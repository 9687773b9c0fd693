//! The seeded random stream used to place loads, escorts and AMRs.
//!
//! Published benchmark datasets were drawn with a Mersenne Twister (MT19937) stream seeded from
//! the replication number, followed by a particular "sample without replacement" routine. Both
//! are reproduced here exactly, so that regenerating a dataset yields the same instances.
use rand::RngCore;
use std::collections::HashSet;
use std::error::Error;
use std::fmt;

/// Degree of recurrence of MT19937
const N: usize = 624;
/// Middle word offset of MT19937
const M: usize = 397;
const MATRIX_A: u32 = 0x9908_b0df;
const UPPER_MASK: u32 = 0x8000_0000;
const LOWER_MASK: u32 = 0x7fff_ffff;

/// A random stream which can be reset to the start of the sequence for a given seed.
pub trait ReseedableRng: RngCore {
    /// Restart the stream from `seed`, discarding all previous state
    fn reseed(&mut self, seed: u64);
}

/// MT19937 with integer seeding via `init_by_array`.
///
/// The seed is split into 32-bit little-endian words to form the key (a zero seed gives the key
/// `[0]`).
#[derive(Clone)]
pub struct PyRandom {
    state: Box<[u32; N]>,
    index: usize,
}

impl PyRandom {
    /// Create a new stream seeded with `seed`
    pub fn new(seed: u64) -> Self {
        let mut rng = Self {
            state: Box::new([0; N]),
            index: N,
        };
        rng.reseed(seed);
        rng
    }

    #[allow(clippy::cast_possible_truncation)]
    fn init_genrand(&mut self, seed: u32) {
        let mt = &mut self.state;
        mt[0] = seed;
        for i in 1..N {
            let prev = mt[i - 1];
            mt[i] = 1_812_433_253_u32
                .wrapping_mul(prev ^ (prev >> 30))
                .wrapping_add(i as u32);
        }
        self.index = N;
    }

    #[allow(clippy::cast_possible_truncation)]
    fn init_by_array(&mut self, key: &[u32]) {
        self.init_genrand(19_650_218);
        let mt = &mut self.state;

        let mut i = 1;
        let mut j = 0;
        for _ in 0..N.max(key.len()) {
            let prev = mt[i - 1];
            mt[i] = (mt[i] ^ (prev ^ (prev >> 30)).wrapping_mul(1_664_525))
                .wrapping_add(key[j])
                .wrapping_add(j as u32);
            i += 1;
            j += 1;
            if i >= N {
                mt[0] = mt[N - 1];
                i = 1;
            }
            if j >= key.len() {
                j = 0;
            }
        }
        for _ in 1..N {
            let prev = mt[i - 1];
            mt[i] = (mt[i] ^ (prev ^ (prev >> 30)).wrapping_mul(1_566_083_941))
                .wrapping_sub(i as u32);
            i += 1;
            if i >= N {
                mt[0] = mt[N - 1];
                i = 1;
            }
        }

        // Guarantee a non-zero initial state
        mt[0] = UPPER_MASK;
        self.index = N;
    }

    /// Regenerate the whole block of N words
    fn twist(&mut self) {
        let mt = &mut self.state;
        for kk in 0..N {
            let y = (mt[kk] & UPPER_MASK) | (mt[(kk + 1) % N] & LOWER_MASK);
            let mag = if y & 1 == 0 { 0 } else { MATRIX_A };
            mt[kk] = mt[(kk + M) % N] ^ (y >> 1) ^ mag;
        }
        self.index = 0;
    }
}

/// The `init_by_array` key for an integer seed
#[allow(clippy::cast_possible_truncation)]
fn seed_key(seed: u64) -> Vec<u32> {
    let low = (seed & u64::from(u32::MAX)) as u32;
    let high = (seed >> 32) as u32;
    if high == 0 { vec![low] } else { vec![low, high] }
}

impl ReseedableRng for PyRandom {
    fn reseed(&mut self, seed: u64) {
        self.init_by_array(&seed_key(seed));
    }
}

impl RngCore for PyRandom {
    fn next_u32(&mut self) -> u32 {
        if self.index >= N {
            self.twist();
        }

        let mut y = self.state[self.index];
        self.index += 1;

        y ^= y >> 11;
        y ^= (y << 7) & 0x9d2c_5680;
        y ^= (y << 15) & 0xefc6_0000;
        y ^ (y >> 18)
    }

    fn next_u64(&mut self) -> u64 {
        // The first word drawn forms the low half
        let low = u64::from(self.next_u32());
        let high = u64::from(self.next_u32());
        (high << 32) | low
    }

    fn fill_bytes(&mut self, dst: &mut [u8]) {
        for chunk in dst.chunks_mut(4) {
            let bytes = self.next_u32().to_le_bytes();
            chunk.copy_from_slice(&bytes[..chunk.len()]);
        }
    }
}

/// Draw a uniformly distributed integer with `bits` random bits (at most 64).
///
/// Words are consumed least significant first and the surplus bits of the last word are
/// discarded from the bottom.
fn random_bits<R: RngCore + ?Sized>(rng: &mut R, bits: u32) -> u64 {
    debug_assert!(bits <= 64);
    match bits {
        0 => 0,
        1..=32 => u64::from(rng.next_u32() >> (32 - bits)),
        _ => {
            let low = u64::from(rng.next_u32());
            let high = u64::from(rng.next_u32() >> (64 - bits));
            (high << 32) | low
        }
    }
}

/// Draw a uniformly distributed integer in `[0, n)` by rejection.
///
/// Exactly `bit_length(n)` bits are drawn per attempt; `n` must be positive.
#[allow(clippy::cast_possible_truncation)]
pub fn random_below<R: RngCore + ?Sized>(rng: &mut R, n: usize) -> usize {
    debug_assert!(n > 0, "Cannot draw from an empty range");
    let n = n as u64;
    let bits = u64::BITS - n.leading_zeros();
    loop {
        let r = random_bits(rng, bits);
        if r < n {
            return r as usize;
        }
    }
}

/// Indicates that more distinct elements were requested than a population holds.
#[derive(Debug, Clone, PartialEq)]
pub struct InsufficientPopulationError {
    /// The number of elements requested
    pub requested: usize,
    /// The size of the population
    pub available: usize,
}

impl fmt::Display for InsufficientPopulationError {
    fn fmt(&self, f: &mut fmt::Formatter) -> fmt::Result {
        write!(
            f,
            "Cannot sample {} distinct elements from a population of {}",
            self.requested, self.available
        )
    }
}

impl Error for InsufficientPopulationError {}

/// The population size up to which [`sample`] copies the population into a pool.
///
/// Above this size, picked indices are tracked in a set instead.
fn pool_threshold(k: usize) -> usize {
    let mut setsize = 21;
    if k > 5 {
        // 4^ceil(log4(3k)). 3k is never a power of four, so this is the smallest power of four
        // exceeding it.
        let mut power = 1;
        while power < 3 * k {
            power *= 4;
        }
        setsize += power;
    }
    setsize
}

/// Choose `k` distinct elements of `population` uniformly at random, without replacement.
///
/// The elements are returned in selection order. For a given stream state, the result depends
/// only on the population's order, so callers should pass a sorted population.
pub fn sample<T, R>(
    rng: &mut R,
    population: &[T],
    k: usize,
) -> Result<Vec<T>, InsufficientPopulationError>
where
    T: Clone,
    R: RngCore + ?Sized,
{
    let n = population.len();
    if k > n {
        return Err(InsufficientPopulationError {
            requested: k,
            available: n,
        });
    }

    let mut result = Vec::with_capacity(k);
    if n <= pool_threshold(k) {
        // Partial Fisher-Yates over a copy of the population
        let mut pool = population.to_vec();
        for i in 0..k {
            let j = random_below(rng, n - i);
            result.push(pool[j].clone());
            pool[j] = pool[n - i - 1].clone();
        }
    } else {
        let mut selected = HashSet::with_capacity(k);
        for _ in 0..k {
            let mut j = random_below(rng, n);
            while !selected.insert(j) {
                j = random_below(rng, n);
            }
            result.push(population[j].clone());
        }
    }

    Ok(result)
}
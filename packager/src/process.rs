// Copyright Amazon.com, Inc. or its affiliates. All Rights Reserved.
// SPDX-License-Identifier: MIT-0

//! External process execution.
//!
//! Every external tool is reached through the [`CommandRunner`] trait so the
//! pipeline stages can be driven by a scripted runner in tests. Commands are
//! always an explicit program plus argument vector; nothing is passed through
//! a host shell.
//!
//! There is no retry anywhere in this module. A failed invocation surfaces
//! immediately with its command line, exit code and standard error.
//!
//! A timeout kills the child process only. Anything the child started
//! elsewhere, such as a container in the runtime daemon, keeps running; see
//! [`crate::container::ContainerRuntime::execute`].

use std::fmt;
use std::process::Stdio;
use std::time::Duration;

use tokio::process::Command;

use crate::errors::AppError;

/// A program and its arguments.
#[derive(Debug, Clone, PartialEq, Eq)]
pub struct Invocation {
    pub program: String,
    pub args: Vec<String>,
}

impl Invocation {
    pub fn new(program: impl Into<String>) -> Self {
        Self {
            program: program.into(),
            args: Vec::new(),
        }
    }

    pub fn arg(mut self, arg: impl Into<String>) -> Self {
        self.args.push(arg.into());
        self
    }

    pub fn args<I, S>(mut self, args: I) -> Self
    where
        I: IntoIterator<Item = S>,
        S: Into<String>,
    {
        self.args.extend(args.into_iter().map(Into::into));
        self
    }
}

impl fmt::Display for Invocation {
    /// Renders a copy-pasteable command line for diagnostics.
    fn fmt(&self, f: &mut fmt::Formatter<'_>) -> fmt::Result {
        write!(f, "{}", quote_arg(&self.program))?;
        for arg in &self.args {
            write!(f, " {}", quote_arg(arg))?;
        }
        Ok(())
    }
}

fn quote_arg(arg: &str) -> String {
    let plain = !arg.is_empty()
        && arg
            .chars()
            .all(|c| c.is_ascii_alphanumeric() || "-_./:=@,+%".contains(c));
    if plain {
        arg.to_string()
    } else {
        format!("'{}'", arg.replace('\'', r"'\''"))
    }
}

/// Captured result of a finished process.
#[derive(Debug, Clone, Default, PartialEq, Eq)]
pub struct ProcessOutput {
    /// `None` when the process was terminated by a signal.
    pub exit_code: Option<i32>,
    pub stdout: String,
    pub stderr: String,
}

impl ProcessOutput {
    pub fn success(&self) -> bool {
        self.exit_code == Some(0)
    }
}

/// Executes external commands.
pub trait CommandRunner {
    /// Runs `invocation` to completion and captures its output.
    ///
    /// A non-zero exit is *not* an error at this level; see [`run_checked`].
    ///
    /// # Errors
    ///
    /// Returns [`AppError::ExecError`] if the process cannot be spawned and
    /// [`AppError::TimeoutError`] if it exceeds the runner's time limit.
    fn run(
        &self,
        invocation: &Invocation,
    ) -> impl Future<Output = Result<ProcessOutput, AppError>> + Send;
}

/// Runs commands on the host with [`tokio::process::Command`].
#[derive(Debug, Clone, Default)]
pub struct SystemRunner {
    timeout: Option<Duration>,
}

impl SystemRunner {
    pub fn new() -> Self {
        Self::default()
    }

    /// Kills any invocation that runs longer than `timeout`.
    pub fn with_timeout(timeout: Option<Duration>) -> Self {
        Self { timeout }
    }
}

impl CommandRunner for SystemRunner {
    #[tracing::instrument(skip(self), fields(command = %invocation))]
    async fn run(&self, invocation: &Invocation) -> Result<ProcessOutput, AppError> {
        let mut command = Command::new(&invocation.program);
        command
            .args(&invocation.args)
            .stdin(Stdio::null())
            .kill_on_drop(true);

        let pending = command.output();
        let result = match self.timeout {
            Some(limit) => tokio::time::timeout(limit, pending)
                .await
                .map_err(|_| AppError::TimeoutError(invocation.to_string(), limit))?,
            None => pending.await,
        };
        let output =
            result.map_err(|err| AppError::ExecError(invocation.to_string(), err.to_string()))?;

        let output = ProcessOutput {
            exit_code: output.status.code(),
            stdout: String::from_utf8_lossy(&output.stdout).to_string(),
            stderr: String::from_utf8_lossy(&output.stderr).to_string(),
        };

        tracing::trace!("[packager] exit code: {:?}", output.exit_code);
        tracing::trace!("[packager] stdout: {}", output.stdout);
        tracing::trace!("[packager] stderr: {}", output.stderr);

        Ok(output)
    }
}

/// Runs `invocation` and returns its stdout, failing on a non-zero exit.
///
/// # Errors
///
/// Returns [`AppError::RunError`] with the command line, exit code and
/// captured stderr when the process exits unsuccessfully, plus anything
/// [`CommandRunner::run`] returns.
pub async fn run_checked<R: CommandRunner>(
    runner: &R,
    invocation: &Invocation,
) -> Result<String, AppError> {
    tracing::debug!("[packager] running: {}", invocation);

    let output = runner.run(invocation).await?;

    if !output.success() {
        return Err(AppError::RunError {
            command: invocation.to_string(),
            code: output.exit_code,
            stderr: output.stderr,
        });
    }

    Ok(output.stdout)
}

--------

WHAT IS REQUIRED
Reproduce exactly the section above that begins at the line containing "self.args.extend(args.into_iter().map(Into::into));" and ends at the line containing "for arg in &self.args", leaving out all other lines.

RESPONSE TO THIS EXERCISE
        self.args.extend(args.into_iter().map(Into::into));
        self
    }
}

impl fmt::Display for Invocation {
    /// Renders a copy-pasteable command line for diagnostics.
    fn fmt(&self, f: &mut fmt::Formatter<'_>) -> fmt::Result {
        write!(f, "{}", quote_arg(&self.program))?;
        for arg in &self.args {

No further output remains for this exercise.